One of the key aspects of a highly-available system is that routine maintenance can be carried out without any service interruption to users. MySQL Cluster achieves this through its shared-nothing architecture, and in this recipe, we will show how to restart the three types of nodes online (without taking the cluster down as a whole).
The setup
For this post, we will be using the following cluster setup:
- Four storage nodes
- One management node
- Two SQL nodes
The output of the SHOW command on the management client for this cluster is as follows:
ndb_mgm> SHOW Cluster Configuration --------------------- [ndbd(NDB)] 4 node(s) id=3 @10.0.0.1 (mysql-5.1.34 ndb-7.0.6, Nodegroup: 0) id=4 @10.0.0.2 (mysql-5.1.34 ndb-7.0.6, Nodegroup: 0) id=5 @10.0.0.3 (mysql-5.1.34 ndb-7.0.6, Nodegroup: 1, Master) id=6 @10.0.0.4 (mysql-5.1.34 ndb-7.0.6, Nodegroup: 1) [ndb_mgmd(MGM)] 1 node(s) id=1 @10.0.0.5 (mysql-5.1.34 ndb-7.0.6) [mysqld(API)] 4 node(s) id=11 @10.0.0.1 (mysql-5.1.34 ndb-7.0.6) id=12 @10.0.0.2 (mysql-5.1.34 ndb-7.0.6) id=13 (not connected, accepting connect from any host) id=14 (not connected, accepting connect from any host)
Restarting a storage node
There are two ways to restart a storage node.
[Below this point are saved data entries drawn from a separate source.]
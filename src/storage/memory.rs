use std::sync::{Arc, Mutex};

use super::ContactStore;
use crate::models::ContactInfo;
use crate::Result;

/// In-memory contact store.
///
/// Clones share contents, so a test can hand one to a session and
/// keep a handle for assertions.
#[derive(Clone, Default)]
pub struct MemoryContactStore {
    contact: Arc<Mutex<ContactInfo>>,
    save_count: Arc<Mutex<usize>>,
}

impl MemoryContactStore {
    pub fn new() -> Self {
        Self::default()
    }

    pub fn with_contact(contact: ContactInfo) -> Self {
        let store = Self::new();
        *store.contact.lock().unwrap() = contact;
        store
    }

    pub fn get_save_count(&self) -> usize {
        *self.save_count.lock().unwrap()
    }

    pub fn contact(&self) -> ContactInfo {
        self.contact.lock().unwrap().clone()
    }
}

impl ContactStore for MemoryContactStore {
    fn load(&self) -> Result<ContactInfo> {
        Ok(self.contact.lock().unwrap().clone())
    }

    fn save(&self, contact: &ContactInfo) -> Result<()> {
        *self.contact.lock().unwrap() = contact.clone();
        *self.save_count.lock().unwrap() += 1;
        Ok(())
    }
}
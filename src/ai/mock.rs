use super::{ImageGenerationService, TextGenerationService};
use crate::models::ImagePayload;
use crate::{Error, Result};
use async_trait::async_trait;
use std::sync::{Arc, Mutex};

#[derive(Clone)]
enum TextReply {
    Text(String),
    Fail(u16),
}

#[derive(Clone)]
enum ImageReply {
    Payload(ImagePayload),
    Fail(u16),
    Transport,
}

/// Scripted stand-in for [`TextGenerationService`].
///
/// Clones share state, so tests can keep a handle after boxing one
/// into a session.
#[derive(Clone)]
pub struct MockTextClient {
    replies: Arc<Mutex<Vec<TextReply>>>,
    prompts: Arc<Mutex<Vec<String>>>,
    call_count: Arc<Mutex<usize>>,
}

impl MockTextClient {
    pub fn new() -> Self {
        Self {
            replies: Arc::new(Mutex::new(Vec::new())),
            prompts: Arc::new(Mutex::new(Vec::new())),
            call_count: Arc::new(Mutex::new(0)),
        }
    }

    /// Queue a successful reply. Replies cycle when more calls arrive
    /// than were queued.
    pub fn with_response(self, response: String) -> Self {
        self.replies.lock().unwrap().push(TextReply::Text(response));
        self
    }

    /// Queue a failed-request reply carrying the given status.
    pub fn with_failure(self, status: u16) -> Self {
        self.replies.lock().unwrap().push(TextReply::Fail(status));
        self
    }

    pub fn get_call_count(&self) -> usize {
        *self.call_count.lock().unwrap()
    }

    /// Prompts received so far, in call order.
    pub fn prompts(&self) -> Vec<String> {
        self.prompts.lock().unwrap().clone()
    }

    pub fn last_prompt(&self) -> Option<String> {
        self.prompts.lock().unwrap().last().cloned()
    }
}

impl Default for MockTextClient {
    fn default() -> Self {
        Self::new()
    }
}

#[async_trait]
impl TextGenerationService for MockTextClient {
    async fn generate_content(&self, prompt: &str) -> Result<String> {
        let mut count = self.call_count.lock().unwrap();
        *count += 1;
        self.prompts.lock().unwrap().push(prompt.to_string());

        let replies = self.replies.lock().unwrap();
        if replies.is_empty() {
            return Ok("Mock generated content".to_string());
        }

        let index = (*count - 1) % replies.len();
        match &replies[index] {
            TextReply::Text(text) => Ok(text.clone()),
            TextReply::Fail(status) => Err(Error::RequestFailed { status: *status }),
        }
    }
}

/// Scripted stand-in for [`ImageGenerationService`].
#[derive(Clone)]
pub struct MockImageClient {
    replies: Arc<Mutex<Vec<ImageReply>>>,
    prompts: Arc<Mutex<Vec<String>>>,
    call_count: Arc<Mutex<usize>>,
}

impl MockImageClient {
    pub fn new() -> Self {
        Self {
            replies: Arc::new(Mutex::new(Vec::new())),
            prompts: Arc::new(Mutex::new(Vec::new())),
            call_count: Arc::new(Mutex::new(0)),
        }
    }

    pub fn with_payload(self, payload: ImagePayload) -> Self {
        self.replies
            .lock()
            .unwrap()
            .push(ImageReply::Payload(payload));
        self
    }

    /// Queue a reply with no usable image data.
    pub fn with_placeholder(self) -> Self {
        self.with_payload(ImagePayload::Placeholder)
    }

    /// Queue a failed-request reply carrying the given status.
    pub fn with_failure(self, status: u16) -> Self {
        self.replies.lock().unwrap().push(ImageReply::Fail(status));
        self
    }

    /// Queue a reply that errors before any response is received.
    pub fn with_transport_failure(self) -> Self {
        self.replies.lock().unwrap().push(ImageReply::Transport);
        self
    }

    pub fn get_call_count(&self) -> usize {
        *self.call_count.lock().unwrap()
    }

    pub fn last_prompt(&self) -> Option<String> {
        self.prompts.lock().unwrap().last().cloned()
    }
}

impl Default for MockImageClient {
    fn default() -> Self {
        Self::new()
    }
}

#[async_trait]
impl ImageGenerationService for MockImageClient {
    async fn generate_image(&self, prompt: &str) -> Result<ImagePayload> {
        let mut count = self.call_count.lock().unwrap();
        *count += 1;
        self.prompts.lock().unwrap().push(prompt.to_string());

        let replies = self.replies.lock().unwrap();
        if replies.is_empty() {
            return Ok(ImagePayload::from_base64_png("AAAA"));
        }

        let index = (*count - 1) % replies.len();
        match &replies[index] {
            ImageReply::Payload(payload) => Ok(payload.clone()),
            ImageReply::Fail(status) => Err(Error::RequestFailed { status: *status }),
            ImageReply::Transport => Err(Error::Io(std::io::Error::new(
                std::io::ErrorKind::ConnectionRefused,
                "mock transport failure",
            ))),
        }
    }
}

#[cfg(test)]
mod tests {
    use super::*;

    #[tokio::test]
    async fn test_mock_text_client_cycles_responses() {
        let client = MockTextClient::new()
            .with_response("first".to_string())
            .with_response("second".to_string());

        assert_eq!(client.generate_content("p").await.unwrap(), "first");
        assert_eq!(client.generate_content("p").await.unwrap(), "second");
        assert_eq!(client.generate_content("p").await.unwrap(), "first");
    }

    #[tokio::test]
    async fn test_mock_text_client_failure_reply() {
        let client = MockTextClient::new().with_failure(500);

        let err = client.generate_content("p").await.unwrap_err();
        assert!(matches!(err, Error::RequestFailed { status: 500 }));
    }

    #[tokio::test]
    async fn test_mock_text_client_captures_prompts() {
        let client = MockTextClient::new();

        assert_eq!(client.get_call_count(), 0);
        client.generate_content("first prompt").await.unwrap();
        client.generate_content("second prompt").await.unwrap();

        assert_eq!(client.get_call_count(), 2);
        assert_eq!(client.prompts(), vec!["first prompt", "second prompt"]);
        assert_eq!(client.last_prompt().as_deref(), Some("second prompt"));
    }

    #[tokio::test]
    async fn test_mock_image_client_default_is_real_payload() {
        let client = MockImageClient::new();

        let payload = client.generate_image("a sunset").await.unwrap();
        assert!(!payload.is_placeholder());
        assert_eq!(client.last_prompt().as_deref(), Some("a sunset"));
    }

    #[tokio::test]
    async fn test_mock_image_client_scripted_replies() {
        let client = MockImageClient::new()
            .with_placeholder()
            .with_failure(429)
            .with_transport_failure();

        assert!(client
            .generate_image("p")
            .await
            .unwrap()
            .is_placeholder());
        assert!(matches!(
            client.generate_image("p").await.unwrap_err(),
            Error::RequestFailed { status: 429 }
        ));
        assert!(matches!(
            client.generate_image("p").await.unwrap_err(),
            Error::Io(_)
        ));
    }
}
For both the methods, the first step is to check the output of SHOW command in the management client to ensure that there is at least one other online (not starting or shutdown) node in the same nodegroup. In our example cluster, we have storage node ID 3 and 4 in nodegroup 0 and storage node ID 5 and 6 in nodegroup 1.
The two options for restarting a node are as follows: Firstly, from the management client a node can be restarted with the [nodeid] RESTART command:
ndb_mgm> 3 status Node 3: started (mysql-5.1.34 ndb-7.0.6) ndb_mgm> 3 RESTART Node 3: Node shutdown initiated Node 3: Node shutdown completed, restarting, no start. Node 3 is being restarted ndb_mgm> 3 status Node 3: starting (Last completed phase 4) (mysql-5.1.34 ndb-7.0.6) Node 3: Started (version 7.0.6) ndb_mgm> 3 status Node 3: started (mysql-5.1.34 ndb-7.0.6)
Secondly, on the storage node itself the ndbd process can simply be killed and restarted. Remember that ndbd has two processes — an angel process in addition to the main process. You must kill both these processes at the same time.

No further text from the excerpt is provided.